**WORK TO COMPLETE**. Only the lines from the one containing "pub mod retry;" through the one containing "for (index, row)" should be printed, exactly as they appear below, with both ends included.

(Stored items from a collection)
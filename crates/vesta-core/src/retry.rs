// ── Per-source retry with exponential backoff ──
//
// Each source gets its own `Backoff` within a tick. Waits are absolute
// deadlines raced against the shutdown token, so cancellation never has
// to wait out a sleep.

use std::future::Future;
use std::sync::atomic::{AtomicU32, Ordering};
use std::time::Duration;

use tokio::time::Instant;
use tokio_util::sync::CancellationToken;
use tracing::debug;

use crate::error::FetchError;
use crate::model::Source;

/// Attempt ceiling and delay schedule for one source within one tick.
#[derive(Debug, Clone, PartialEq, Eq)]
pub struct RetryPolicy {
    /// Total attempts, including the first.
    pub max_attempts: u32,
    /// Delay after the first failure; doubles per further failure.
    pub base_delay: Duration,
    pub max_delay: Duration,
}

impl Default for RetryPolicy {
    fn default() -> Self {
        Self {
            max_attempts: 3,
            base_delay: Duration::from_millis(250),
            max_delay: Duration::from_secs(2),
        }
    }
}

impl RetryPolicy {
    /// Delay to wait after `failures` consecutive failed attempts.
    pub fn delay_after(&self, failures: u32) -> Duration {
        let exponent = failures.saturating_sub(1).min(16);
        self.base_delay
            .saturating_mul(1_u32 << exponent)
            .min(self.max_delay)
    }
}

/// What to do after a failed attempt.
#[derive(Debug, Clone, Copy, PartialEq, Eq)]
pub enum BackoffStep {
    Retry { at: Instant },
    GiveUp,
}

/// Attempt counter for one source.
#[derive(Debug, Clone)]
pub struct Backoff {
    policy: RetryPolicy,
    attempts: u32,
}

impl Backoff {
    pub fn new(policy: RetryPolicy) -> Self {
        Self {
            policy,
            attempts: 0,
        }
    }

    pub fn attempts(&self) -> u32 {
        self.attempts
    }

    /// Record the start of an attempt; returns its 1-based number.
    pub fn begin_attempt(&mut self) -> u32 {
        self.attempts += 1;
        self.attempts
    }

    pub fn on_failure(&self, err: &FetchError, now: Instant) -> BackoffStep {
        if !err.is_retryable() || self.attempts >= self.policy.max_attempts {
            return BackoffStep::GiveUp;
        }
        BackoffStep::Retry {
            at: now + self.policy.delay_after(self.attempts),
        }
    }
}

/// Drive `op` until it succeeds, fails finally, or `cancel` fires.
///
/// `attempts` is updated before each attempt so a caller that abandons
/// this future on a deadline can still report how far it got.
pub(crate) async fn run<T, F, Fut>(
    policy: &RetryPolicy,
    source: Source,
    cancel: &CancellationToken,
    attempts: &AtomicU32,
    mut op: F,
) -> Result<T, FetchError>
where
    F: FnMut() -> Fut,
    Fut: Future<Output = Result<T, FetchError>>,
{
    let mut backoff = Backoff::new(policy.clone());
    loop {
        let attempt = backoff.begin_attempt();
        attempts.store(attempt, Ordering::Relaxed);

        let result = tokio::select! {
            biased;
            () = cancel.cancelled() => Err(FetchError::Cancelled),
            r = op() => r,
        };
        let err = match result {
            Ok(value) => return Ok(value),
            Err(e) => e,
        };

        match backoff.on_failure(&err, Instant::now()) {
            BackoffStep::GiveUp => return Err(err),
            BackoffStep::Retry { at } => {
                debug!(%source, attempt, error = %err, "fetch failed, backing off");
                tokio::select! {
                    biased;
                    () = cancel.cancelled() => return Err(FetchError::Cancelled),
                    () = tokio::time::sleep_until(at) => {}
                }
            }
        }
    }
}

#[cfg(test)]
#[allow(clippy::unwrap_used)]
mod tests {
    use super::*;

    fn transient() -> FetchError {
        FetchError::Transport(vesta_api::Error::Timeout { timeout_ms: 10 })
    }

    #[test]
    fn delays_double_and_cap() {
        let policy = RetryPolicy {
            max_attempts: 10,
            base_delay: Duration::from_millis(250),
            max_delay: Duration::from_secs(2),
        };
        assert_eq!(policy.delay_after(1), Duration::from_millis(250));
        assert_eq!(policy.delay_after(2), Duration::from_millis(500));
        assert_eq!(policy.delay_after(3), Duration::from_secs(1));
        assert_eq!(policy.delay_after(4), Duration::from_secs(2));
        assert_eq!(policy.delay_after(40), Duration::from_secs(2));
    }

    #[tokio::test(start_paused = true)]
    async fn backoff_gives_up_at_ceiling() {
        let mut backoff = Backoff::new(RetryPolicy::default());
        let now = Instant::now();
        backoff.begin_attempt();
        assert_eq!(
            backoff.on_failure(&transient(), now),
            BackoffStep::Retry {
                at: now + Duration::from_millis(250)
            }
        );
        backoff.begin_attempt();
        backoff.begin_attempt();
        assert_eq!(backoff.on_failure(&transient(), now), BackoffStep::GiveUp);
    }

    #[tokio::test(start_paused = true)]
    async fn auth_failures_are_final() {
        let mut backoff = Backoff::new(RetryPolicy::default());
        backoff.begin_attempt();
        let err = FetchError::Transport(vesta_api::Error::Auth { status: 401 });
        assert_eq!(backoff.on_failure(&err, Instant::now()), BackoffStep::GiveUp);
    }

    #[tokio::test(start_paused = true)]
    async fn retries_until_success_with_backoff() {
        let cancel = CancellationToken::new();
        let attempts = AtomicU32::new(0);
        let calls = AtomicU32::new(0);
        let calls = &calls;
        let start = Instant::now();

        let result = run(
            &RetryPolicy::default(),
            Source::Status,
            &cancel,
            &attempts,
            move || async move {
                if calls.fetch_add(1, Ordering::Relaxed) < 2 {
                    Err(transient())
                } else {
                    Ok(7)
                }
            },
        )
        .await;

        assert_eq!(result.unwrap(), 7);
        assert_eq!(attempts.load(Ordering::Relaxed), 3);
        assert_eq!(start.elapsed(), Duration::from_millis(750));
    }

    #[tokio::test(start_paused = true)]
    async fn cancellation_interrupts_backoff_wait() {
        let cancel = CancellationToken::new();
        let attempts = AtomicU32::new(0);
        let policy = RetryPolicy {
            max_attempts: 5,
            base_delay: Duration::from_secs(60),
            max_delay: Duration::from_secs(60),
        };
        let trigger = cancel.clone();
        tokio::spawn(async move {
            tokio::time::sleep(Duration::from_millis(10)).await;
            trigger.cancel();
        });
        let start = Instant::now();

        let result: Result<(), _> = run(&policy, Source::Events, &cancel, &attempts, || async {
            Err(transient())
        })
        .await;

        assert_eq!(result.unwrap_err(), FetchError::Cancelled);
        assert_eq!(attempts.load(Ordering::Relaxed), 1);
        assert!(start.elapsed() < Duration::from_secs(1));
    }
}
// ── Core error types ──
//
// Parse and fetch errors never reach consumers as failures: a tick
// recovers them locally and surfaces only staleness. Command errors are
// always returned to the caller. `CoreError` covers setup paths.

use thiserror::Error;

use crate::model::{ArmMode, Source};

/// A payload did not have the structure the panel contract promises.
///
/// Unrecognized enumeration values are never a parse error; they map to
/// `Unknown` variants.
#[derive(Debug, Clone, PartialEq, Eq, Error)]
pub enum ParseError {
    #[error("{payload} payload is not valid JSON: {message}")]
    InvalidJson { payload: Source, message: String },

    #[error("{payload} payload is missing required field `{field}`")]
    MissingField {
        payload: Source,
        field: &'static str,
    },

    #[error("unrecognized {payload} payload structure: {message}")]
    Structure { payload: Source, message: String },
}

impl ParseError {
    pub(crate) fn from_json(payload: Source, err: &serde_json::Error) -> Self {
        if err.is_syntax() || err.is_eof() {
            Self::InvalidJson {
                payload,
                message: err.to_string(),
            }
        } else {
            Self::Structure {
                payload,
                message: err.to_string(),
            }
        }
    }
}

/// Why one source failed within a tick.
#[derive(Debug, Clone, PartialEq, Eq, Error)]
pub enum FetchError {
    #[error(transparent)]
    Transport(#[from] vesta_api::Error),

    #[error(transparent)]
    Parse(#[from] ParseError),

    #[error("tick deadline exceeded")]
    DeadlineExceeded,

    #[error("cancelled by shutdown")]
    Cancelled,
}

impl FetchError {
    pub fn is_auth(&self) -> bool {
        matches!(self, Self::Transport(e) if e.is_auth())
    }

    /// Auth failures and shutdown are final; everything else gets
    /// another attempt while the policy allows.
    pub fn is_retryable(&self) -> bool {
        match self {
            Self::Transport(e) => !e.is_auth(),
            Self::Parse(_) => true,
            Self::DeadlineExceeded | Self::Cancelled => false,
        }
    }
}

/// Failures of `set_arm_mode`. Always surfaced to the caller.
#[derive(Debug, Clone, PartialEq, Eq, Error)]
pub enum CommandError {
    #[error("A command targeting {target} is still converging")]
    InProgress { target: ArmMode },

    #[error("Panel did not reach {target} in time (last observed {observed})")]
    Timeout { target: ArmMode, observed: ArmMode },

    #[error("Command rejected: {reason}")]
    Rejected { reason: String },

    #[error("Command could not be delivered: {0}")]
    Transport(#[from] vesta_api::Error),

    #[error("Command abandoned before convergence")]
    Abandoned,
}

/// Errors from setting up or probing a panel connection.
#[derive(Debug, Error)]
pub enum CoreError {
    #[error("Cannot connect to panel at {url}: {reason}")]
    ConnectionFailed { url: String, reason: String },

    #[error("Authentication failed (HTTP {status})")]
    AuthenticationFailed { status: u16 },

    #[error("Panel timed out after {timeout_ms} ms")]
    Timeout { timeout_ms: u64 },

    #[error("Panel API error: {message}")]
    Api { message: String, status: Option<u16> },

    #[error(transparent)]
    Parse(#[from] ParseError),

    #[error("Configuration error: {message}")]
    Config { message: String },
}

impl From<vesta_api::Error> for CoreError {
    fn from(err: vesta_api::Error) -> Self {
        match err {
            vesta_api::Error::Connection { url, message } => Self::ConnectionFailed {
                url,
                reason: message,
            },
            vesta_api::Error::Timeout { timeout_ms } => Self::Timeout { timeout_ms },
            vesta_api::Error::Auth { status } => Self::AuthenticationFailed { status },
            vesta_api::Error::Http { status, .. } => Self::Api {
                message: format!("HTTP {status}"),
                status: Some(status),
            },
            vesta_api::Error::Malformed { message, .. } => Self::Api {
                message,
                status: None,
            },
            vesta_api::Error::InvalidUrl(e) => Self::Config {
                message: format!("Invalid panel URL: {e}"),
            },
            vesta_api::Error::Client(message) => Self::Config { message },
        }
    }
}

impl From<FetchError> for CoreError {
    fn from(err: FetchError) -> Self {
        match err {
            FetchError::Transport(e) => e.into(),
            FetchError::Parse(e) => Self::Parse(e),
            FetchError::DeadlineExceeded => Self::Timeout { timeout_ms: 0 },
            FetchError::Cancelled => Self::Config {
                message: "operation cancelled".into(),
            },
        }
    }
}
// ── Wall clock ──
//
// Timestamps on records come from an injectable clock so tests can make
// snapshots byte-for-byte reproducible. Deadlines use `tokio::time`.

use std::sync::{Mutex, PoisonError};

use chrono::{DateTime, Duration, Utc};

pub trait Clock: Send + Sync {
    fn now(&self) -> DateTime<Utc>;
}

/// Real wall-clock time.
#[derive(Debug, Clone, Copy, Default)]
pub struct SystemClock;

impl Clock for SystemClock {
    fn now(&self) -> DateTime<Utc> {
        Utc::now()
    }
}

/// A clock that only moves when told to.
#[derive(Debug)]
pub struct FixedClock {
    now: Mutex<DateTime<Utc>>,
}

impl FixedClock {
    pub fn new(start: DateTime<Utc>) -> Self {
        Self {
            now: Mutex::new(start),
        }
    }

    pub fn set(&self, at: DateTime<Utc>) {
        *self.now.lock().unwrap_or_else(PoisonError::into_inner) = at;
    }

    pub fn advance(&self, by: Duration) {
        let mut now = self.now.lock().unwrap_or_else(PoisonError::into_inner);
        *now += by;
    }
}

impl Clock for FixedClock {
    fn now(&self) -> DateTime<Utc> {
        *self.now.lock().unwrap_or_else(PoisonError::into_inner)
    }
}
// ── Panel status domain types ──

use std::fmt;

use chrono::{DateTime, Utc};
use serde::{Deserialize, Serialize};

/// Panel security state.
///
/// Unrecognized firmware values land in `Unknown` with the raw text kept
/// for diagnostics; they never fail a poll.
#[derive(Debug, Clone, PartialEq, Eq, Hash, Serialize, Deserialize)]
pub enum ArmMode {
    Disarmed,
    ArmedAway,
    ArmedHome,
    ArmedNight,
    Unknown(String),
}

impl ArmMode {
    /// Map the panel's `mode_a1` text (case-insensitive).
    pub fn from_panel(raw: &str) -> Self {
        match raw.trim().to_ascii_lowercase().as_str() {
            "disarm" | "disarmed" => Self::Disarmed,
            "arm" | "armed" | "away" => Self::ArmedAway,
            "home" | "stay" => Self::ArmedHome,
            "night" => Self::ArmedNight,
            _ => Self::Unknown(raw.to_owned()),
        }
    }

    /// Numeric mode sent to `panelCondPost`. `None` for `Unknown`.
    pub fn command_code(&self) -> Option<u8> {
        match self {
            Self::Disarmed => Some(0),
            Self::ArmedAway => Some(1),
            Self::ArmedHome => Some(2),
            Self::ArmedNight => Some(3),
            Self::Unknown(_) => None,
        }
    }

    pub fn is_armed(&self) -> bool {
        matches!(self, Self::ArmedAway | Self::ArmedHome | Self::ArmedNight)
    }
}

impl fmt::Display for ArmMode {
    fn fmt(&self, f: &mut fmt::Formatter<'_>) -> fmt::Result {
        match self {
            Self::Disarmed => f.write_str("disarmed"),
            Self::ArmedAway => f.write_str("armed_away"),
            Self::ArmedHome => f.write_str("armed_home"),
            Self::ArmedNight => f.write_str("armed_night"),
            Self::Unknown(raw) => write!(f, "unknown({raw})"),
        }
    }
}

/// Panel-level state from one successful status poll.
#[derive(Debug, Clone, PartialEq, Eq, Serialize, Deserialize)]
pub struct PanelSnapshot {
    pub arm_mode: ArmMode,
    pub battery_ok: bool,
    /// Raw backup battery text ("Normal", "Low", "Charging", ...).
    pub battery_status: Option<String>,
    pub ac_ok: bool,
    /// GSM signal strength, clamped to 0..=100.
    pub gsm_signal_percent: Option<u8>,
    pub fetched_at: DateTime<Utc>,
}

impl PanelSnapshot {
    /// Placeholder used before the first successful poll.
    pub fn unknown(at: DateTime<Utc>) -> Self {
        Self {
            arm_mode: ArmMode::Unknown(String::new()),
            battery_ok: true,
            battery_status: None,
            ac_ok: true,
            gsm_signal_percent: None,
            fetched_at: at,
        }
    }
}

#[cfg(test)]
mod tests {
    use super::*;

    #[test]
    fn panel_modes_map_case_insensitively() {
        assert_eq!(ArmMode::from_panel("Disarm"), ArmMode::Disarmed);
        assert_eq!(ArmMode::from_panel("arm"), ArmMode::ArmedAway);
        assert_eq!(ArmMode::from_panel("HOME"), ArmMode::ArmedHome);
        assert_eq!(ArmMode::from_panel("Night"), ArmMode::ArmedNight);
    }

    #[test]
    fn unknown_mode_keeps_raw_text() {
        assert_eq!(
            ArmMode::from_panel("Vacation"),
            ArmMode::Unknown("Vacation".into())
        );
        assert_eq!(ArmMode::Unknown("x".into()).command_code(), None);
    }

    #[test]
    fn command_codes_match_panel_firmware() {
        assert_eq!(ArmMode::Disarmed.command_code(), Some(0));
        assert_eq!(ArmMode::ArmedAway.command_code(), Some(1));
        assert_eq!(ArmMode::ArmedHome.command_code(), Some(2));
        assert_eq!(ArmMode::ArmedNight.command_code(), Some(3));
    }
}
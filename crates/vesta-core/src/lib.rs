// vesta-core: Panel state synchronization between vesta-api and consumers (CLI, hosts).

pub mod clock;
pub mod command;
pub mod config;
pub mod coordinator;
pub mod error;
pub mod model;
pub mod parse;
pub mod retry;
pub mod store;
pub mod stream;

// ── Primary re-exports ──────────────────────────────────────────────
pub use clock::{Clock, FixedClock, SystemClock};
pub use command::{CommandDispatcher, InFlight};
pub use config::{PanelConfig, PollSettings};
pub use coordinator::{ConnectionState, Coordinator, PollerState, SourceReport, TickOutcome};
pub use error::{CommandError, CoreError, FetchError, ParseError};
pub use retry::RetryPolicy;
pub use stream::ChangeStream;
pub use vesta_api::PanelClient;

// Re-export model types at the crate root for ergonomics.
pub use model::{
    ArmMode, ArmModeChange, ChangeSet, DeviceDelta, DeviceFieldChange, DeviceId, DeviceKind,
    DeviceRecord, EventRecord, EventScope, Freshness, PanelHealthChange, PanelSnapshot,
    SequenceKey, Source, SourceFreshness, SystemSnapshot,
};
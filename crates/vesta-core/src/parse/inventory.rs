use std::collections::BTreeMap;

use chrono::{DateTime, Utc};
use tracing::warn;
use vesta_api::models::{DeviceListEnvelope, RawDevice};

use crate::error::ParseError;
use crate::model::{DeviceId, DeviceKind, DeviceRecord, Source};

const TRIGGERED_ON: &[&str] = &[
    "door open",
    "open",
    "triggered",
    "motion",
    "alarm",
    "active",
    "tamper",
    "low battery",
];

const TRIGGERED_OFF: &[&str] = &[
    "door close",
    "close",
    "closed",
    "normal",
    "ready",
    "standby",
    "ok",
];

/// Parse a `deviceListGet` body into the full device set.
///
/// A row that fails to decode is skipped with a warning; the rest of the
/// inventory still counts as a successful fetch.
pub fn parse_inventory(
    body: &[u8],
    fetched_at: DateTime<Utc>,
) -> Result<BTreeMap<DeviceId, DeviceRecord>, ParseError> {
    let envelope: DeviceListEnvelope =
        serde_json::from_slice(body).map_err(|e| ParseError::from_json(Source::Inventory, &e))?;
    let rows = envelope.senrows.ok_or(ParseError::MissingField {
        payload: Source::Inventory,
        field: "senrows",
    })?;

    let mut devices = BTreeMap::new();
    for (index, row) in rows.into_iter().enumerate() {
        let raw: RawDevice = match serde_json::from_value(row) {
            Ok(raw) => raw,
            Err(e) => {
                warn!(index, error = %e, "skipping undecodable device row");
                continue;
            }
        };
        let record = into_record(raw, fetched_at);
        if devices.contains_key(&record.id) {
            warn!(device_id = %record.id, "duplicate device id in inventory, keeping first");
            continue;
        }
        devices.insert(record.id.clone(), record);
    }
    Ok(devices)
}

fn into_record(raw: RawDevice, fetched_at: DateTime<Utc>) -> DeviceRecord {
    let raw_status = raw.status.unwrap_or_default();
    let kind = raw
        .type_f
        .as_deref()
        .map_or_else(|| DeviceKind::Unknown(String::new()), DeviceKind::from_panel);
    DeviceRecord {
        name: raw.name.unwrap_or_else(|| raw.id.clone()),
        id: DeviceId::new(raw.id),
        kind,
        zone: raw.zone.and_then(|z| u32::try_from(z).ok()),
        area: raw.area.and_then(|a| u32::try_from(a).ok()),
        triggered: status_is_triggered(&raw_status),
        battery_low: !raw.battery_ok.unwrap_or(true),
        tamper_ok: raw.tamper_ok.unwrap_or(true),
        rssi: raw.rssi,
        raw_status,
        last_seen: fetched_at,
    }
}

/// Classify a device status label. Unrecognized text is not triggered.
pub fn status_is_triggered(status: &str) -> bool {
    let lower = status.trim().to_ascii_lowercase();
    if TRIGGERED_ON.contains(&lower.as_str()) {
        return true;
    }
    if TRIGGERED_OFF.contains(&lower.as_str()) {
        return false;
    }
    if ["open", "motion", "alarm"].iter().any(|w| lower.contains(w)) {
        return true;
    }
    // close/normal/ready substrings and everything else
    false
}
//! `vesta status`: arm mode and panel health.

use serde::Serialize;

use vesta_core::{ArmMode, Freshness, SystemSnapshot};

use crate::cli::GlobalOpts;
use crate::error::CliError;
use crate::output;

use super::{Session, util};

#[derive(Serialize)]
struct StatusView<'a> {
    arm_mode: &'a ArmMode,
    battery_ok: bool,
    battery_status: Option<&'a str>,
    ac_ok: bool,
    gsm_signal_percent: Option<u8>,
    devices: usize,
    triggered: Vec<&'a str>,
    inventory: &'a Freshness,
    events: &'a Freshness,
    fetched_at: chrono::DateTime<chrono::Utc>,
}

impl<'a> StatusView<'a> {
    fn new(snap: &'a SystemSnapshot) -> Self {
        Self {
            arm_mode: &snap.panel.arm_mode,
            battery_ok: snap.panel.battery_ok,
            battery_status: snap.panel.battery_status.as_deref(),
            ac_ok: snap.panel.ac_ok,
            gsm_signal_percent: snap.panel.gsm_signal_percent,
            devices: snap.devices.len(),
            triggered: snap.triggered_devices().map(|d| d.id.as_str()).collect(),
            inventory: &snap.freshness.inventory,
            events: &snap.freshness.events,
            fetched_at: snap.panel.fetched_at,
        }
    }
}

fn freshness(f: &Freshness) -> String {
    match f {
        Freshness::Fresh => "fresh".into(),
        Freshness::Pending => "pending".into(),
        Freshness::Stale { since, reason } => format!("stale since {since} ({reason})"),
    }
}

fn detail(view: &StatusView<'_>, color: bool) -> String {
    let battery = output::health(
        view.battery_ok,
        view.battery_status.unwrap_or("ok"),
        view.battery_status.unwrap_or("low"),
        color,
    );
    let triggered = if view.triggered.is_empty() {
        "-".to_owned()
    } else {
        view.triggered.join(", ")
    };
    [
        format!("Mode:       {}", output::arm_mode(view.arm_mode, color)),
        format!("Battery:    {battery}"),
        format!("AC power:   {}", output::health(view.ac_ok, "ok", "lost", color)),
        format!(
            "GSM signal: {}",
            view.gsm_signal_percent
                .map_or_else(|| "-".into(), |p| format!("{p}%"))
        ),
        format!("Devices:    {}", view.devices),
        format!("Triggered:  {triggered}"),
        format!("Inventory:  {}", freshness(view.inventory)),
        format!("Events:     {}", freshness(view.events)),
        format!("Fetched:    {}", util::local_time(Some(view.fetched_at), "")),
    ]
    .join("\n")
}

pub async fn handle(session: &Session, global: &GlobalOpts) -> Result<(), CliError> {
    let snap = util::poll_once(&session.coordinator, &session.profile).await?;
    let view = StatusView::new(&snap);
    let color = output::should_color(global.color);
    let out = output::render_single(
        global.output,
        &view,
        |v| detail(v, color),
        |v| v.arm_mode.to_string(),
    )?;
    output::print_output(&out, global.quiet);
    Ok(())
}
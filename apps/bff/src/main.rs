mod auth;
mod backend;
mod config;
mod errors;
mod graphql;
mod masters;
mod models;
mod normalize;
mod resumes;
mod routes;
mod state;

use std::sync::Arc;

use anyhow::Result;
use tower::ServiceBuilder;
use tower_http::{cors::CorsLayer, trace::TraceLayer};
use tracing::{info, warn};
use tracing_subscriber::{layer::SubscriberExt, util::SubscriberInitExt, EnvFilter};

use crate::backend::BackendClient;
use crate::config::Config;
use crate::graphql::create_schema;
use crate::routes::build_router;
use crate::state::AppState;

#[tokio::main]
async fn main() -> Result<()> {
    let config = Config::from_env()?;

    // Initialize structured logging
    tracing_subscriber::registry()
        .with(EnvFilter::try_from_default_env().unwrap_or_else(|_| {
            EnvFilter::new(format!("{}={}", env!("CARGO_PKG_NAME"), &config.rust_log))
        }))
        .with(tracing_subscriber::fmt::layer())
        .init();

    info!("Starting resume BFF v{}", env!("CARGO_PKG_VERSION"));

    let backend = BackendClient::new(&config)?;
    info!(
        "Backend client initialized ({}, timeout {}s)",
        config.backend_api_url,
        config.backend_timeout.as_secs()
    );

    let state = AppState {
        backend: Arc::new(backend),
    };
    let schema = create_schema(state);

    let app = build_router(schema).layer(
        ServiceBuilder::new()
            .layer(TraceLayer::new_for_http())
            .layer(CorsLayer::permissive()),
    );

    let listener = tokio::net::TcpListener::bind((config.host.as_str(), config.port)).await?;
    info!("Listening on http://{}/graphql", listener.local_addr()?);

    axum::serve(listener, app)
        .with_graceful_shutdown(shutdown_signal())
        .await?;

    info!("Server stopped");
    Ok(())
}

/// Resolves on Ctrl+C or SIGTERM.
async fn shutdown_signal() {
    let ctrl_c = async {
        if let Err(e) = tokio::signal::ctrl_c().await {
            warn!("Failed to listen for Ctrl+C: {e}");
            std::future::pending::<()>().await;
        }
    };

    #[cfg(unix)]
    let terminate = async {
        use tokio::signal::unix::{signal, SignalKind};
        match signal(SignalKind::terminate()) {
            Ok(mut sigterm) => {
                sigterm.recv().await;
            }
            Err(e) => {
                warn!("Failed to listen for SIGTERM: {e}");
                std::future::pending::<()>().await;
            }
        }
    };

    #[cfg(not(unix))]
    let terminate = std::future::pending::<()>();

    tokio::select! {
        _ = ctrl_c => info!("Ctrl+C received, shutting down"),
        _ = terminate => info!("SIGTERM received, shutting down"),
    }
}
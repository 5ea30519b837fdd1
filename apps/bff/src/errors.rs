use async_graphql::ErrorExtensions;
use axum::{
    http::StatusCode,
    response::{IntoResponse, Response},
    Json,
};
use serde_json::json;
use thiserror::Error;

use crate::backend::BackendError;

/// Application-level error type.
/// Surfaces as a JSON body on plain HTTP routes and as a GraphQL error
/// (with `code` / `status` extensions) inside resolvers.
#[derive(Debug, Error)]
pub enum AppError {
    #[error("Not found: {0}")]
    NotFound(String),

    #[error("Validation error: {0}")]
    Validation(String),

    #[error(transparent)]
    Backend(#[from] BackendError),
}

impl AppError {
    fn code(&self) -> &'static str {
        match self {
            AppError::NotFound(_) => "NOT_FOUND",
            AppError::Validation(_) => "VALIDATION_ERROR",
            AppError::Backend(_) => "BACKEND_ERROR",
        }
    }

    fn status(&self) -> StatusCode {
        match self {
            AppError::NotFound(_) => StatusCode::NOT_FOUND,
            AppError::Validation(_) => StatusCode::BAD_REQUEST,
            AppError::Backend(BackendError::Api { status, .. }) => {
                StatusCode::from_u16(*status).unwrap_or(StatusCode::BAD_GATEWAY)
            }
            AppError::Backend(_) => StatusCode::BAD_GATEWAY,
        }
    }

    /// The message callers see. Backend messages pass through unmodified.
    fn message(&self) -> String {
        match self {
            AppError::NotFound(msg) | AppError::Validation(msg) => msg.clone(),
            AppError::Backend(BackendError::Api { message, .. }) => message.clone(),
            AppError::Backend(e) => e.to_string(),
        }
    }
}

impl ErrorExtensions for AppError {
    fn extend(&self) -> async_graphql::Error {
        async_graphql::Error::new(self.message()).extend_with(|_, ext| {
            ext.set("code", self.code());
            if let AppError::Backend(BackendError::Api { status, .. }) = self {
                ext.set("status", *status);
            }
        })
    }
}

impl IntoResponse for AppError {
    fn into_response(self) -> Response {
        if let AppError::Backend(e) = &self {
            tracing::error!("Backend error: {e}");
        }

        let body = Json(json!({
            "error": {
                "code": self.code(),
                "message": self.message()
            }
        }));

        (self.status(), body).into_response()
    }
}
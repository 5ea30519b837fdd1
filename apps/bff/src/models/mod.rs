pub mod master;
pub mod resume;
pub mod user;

**ANSWER**.
pub mod retry;
pub mod store;
pub mod stream;

// ── Primary re-exports ──────────────────────────────────────────────
pub use clock::{Clock, FixedClock, SystemClock};
pub use command::{CommandDispatcher, InFlight};
pub use config::{PanelConfig, PollSettings};
pub use coordinator::{ConnectionState, Coordinator, PollerState, SourceReport, TickOutcome};
pub use error::{CommandError, CoreError, FetchError, ParseError};
pub use retry::RetryPolicy;
pub use stream::ChangeStream;
pub use vesta_api::PanelClient;

// Re-export model types at the crate root for ergonomics.
pub use model::{
    ArmMode, ArmModeChange, ChangeSet, DeviceDelta, DeviceFieldChange, DeviceId, DeviceKind,
    DeviceRecord, EventRecord, EventScope, Freshness, PanelHealthChange, PanelSnapshot,
    SequenceKey, Source, SourceFreshness, SystemSnapshot,
};
filename crates/vesta-core/src/parse/inventory.rs
use std::collections::BTreeMap;

use chrono::{DateTime, Utc};
use tracing::warn;
use vesta_api::models::{DeviceListEnvelope, RawDevice};

use crate::error::ParseError;
use crate::model::{DeviceId, DeviceKind, DeviceRecord, Source};

const TRIGGERED_ON: &[&str] = &[
    "door open",
    "open",
    "triggered",
    "motion",
    "alarm",
    "active",
    "tamper",
    "low battery",
];

const TRIGGERED_OFF: &[&str] = &[
    "door close",
    "close",
    "closed",
    "normal",
    "ready",
    "standby",
    "ok",
];

/// Parse a `deviceListGet` body into the full device set.
///
/// A row that fails to decode is skipped with a warning; the rest of the
/// inventory still counts as a successful fetch.
pub fn parse_inventory(
    body: &[u8],
    fetched_at: DateTime<Utc>,
) -> Result<BTreeMap<DeviceId, DeviceRecord>, ParseError> {
    let envelope: DeviceListEnvelope =
        serde_json::from_slice(body).map_err(|e| ParseError::from_json(Source::Inventory, &e))?;
    let rows = envelope.senrows.ok_or(ParseError::MissingField {
        payload: Source::Inventory,
        field: "senrows",
    })?;

    let mut devices = BTreeMap::new();
    for (index, row) in rows.into_iter().enumerate() {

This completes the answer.